Windows XPの延長サポート期限もあと1年を切り、そろそろWindows XPからの移行を真剣に検討しなければならない時期になった。ところがWindows 8は、ユーザー・インターフェイス(UI)が大きく変更されており、慣れていないと使いづらい。そこで、Windows XPユーザーがWindows 8を使う上で、戸惑いを少なくするためのWindows 8のUIチューニング法を解説する。
Windows XPの延長サポート期限もあと1年を切り(2014年4月9日まで)、そろそろWindows XPからの移行を真剣に検討しなければならない時期になった。ところが、Windows XPからの移行対象候補となるWindows 8は、Windows 7やそれ以前のWindows OSと比較するとユーザー・インターフェイス(UI)が大きく変更されており、アプリケーションの移行コストに加え、ユーザーの教育コストなどがかかることから、いまだ移行に踏み切れない企業も多いと聞く。

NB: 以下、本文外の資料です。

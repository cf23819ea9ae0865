use super::{colorize_usage, core_err, json_pretty, EXIT_SUCCESS};
use chrono::{DateTime, Utc};
use slotkeeper_core::ReservationEngine;
use slotkeeper_schema::{occurrence, ActivityId, Occurrence, OccurrenceId, Specification};

pub fn add(
    engine: &ReservationEngine,
    activity_id: &str,
    starts_at: DateTime<Utc>,
    capacity: u32,
    pending: bool,
    json: bool,
) -> Result<u8, String> {
    let occ = engine
        .schedule_occurrence(ActivityId::new(activity_id), starts_at, capacity, pending)
        .map_err(|e| core_err(&e))?;
    if json {
        println!("{}", json_pretty(&occ)?);
    } else {
        println!("scheduled occurrence {}", occ.id);
        if pending {
            println!("awaiting approval: slotkeeper occurrence approve {}", occ.id);
        }
    }
    Ok(EXIT_SUCCESS)
}

pub fn approve(engine: &ReservationEngine, occurrence_id: &str, json: bool) -> Result<u8, String> {
    let occ = engine
        .approve_occurrence(&OccurrenceId::new(occurrence_id))
        .map_err(|e| core_err(&e))?;
    if json {
        println!("{}", json_pretty(&occ)?);
    } else {
        println!("approved occurrence {}", occ.id);
    }
    Ok(EXIT_SUCCESS)
}

pub fn show(engine: &ReservationEngine, occurrence_id: &str, json: bool) -> Result<u8, String> {
    let id = OccurrenceId::new(occurrence_id);
    let occ = engine.occurrence(&id).map_err(|e| core_err(&e))?;
    let usage = engine.availability(&id).map_err(|e| core_err(&e))?;
    if json {
        let payload = serde_json::json!({
            "occurrence": occ,
            "used_capacity": usage.used,
            "maximum_capacity": usage.maximum,
            "remaining": usage.remaining(),
        });
        println!("{}", json_pretty(&payload)?);
    } else {
        println!("occurrence_id: {}", occ.id);
        println!("activity_id:   {}", occ.activity_id);
        println!("starts_at:     {}", occ.starts_at);
        println!("capacity:      {}", colorize_usage(usage.used, usage.maximum));
        println!("remaining:     {}", usage.remaining());
        println!("pending:       {}", occ.pending);
        if let Some(at) = occ.deleted_at {
            println!("deleted_at:    {at}");
        }
    }
    Ok(EXIT_SUCCESS)
}

pub fn list(engine: &ReservationEngine, activity: Option<&str>, json: bool) -> Result<u8, String> {
    let mut spec = Specification::<Occurrence>::not_deleted();
    if let Some(activity) = activity {
        spec = spec & occurrence::for_activity(&ActivityId::new(activity));
    }
    let occurrences = engine.occurrences(&spec).map_err(|e| core_err(&e))?;

    if json {
        println!("{}", json_pretty(&occurrences)?);
    } else if occurrences.is_empty() {
        println!("no occurrences found");
    } else {
        println!(
            "{:<30} {:<16} {:<26} {:<9} PENDING",
            "OCCURRENCE_ID", "ACTIVITY", "STARTS_AT", "USED"
        );
        for occ in &occurrences {
            let usage = engine.availability(&occ.id).map_err(|e| core_err(&e))?;
            println!(
                "{:<30} {:<16} {:<26} {:<9} {}",
                occ.id.as_str(),
                occ.activity_id.as_str(),
                occ.starts_at.to_rfc3339(),
                format!("{}/{}", usage.used, usage.maximum),
                occ.pending
            );
        }
    }
    Ok(EXIT_SUCCESS)
}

Windows 8で大きく変わったUIが、Windows 8の普及の足かせの一因となっていることはMicrosoftも認識しているようで、年内にも予定されているWindows 8のアップデート(Windows 8.1となる)では、デスクトップ画面に[スタート]ボタンが復活するなど、UIまわりに変更が行われるという(残念ながら復活する[スタート]ボタンは、Windows 7以前のように[スタート]メニューが表示されるものではなく、単に「スタート」画面に切り替えるだけで、ユーザーの期待に沿うものではないようだが)。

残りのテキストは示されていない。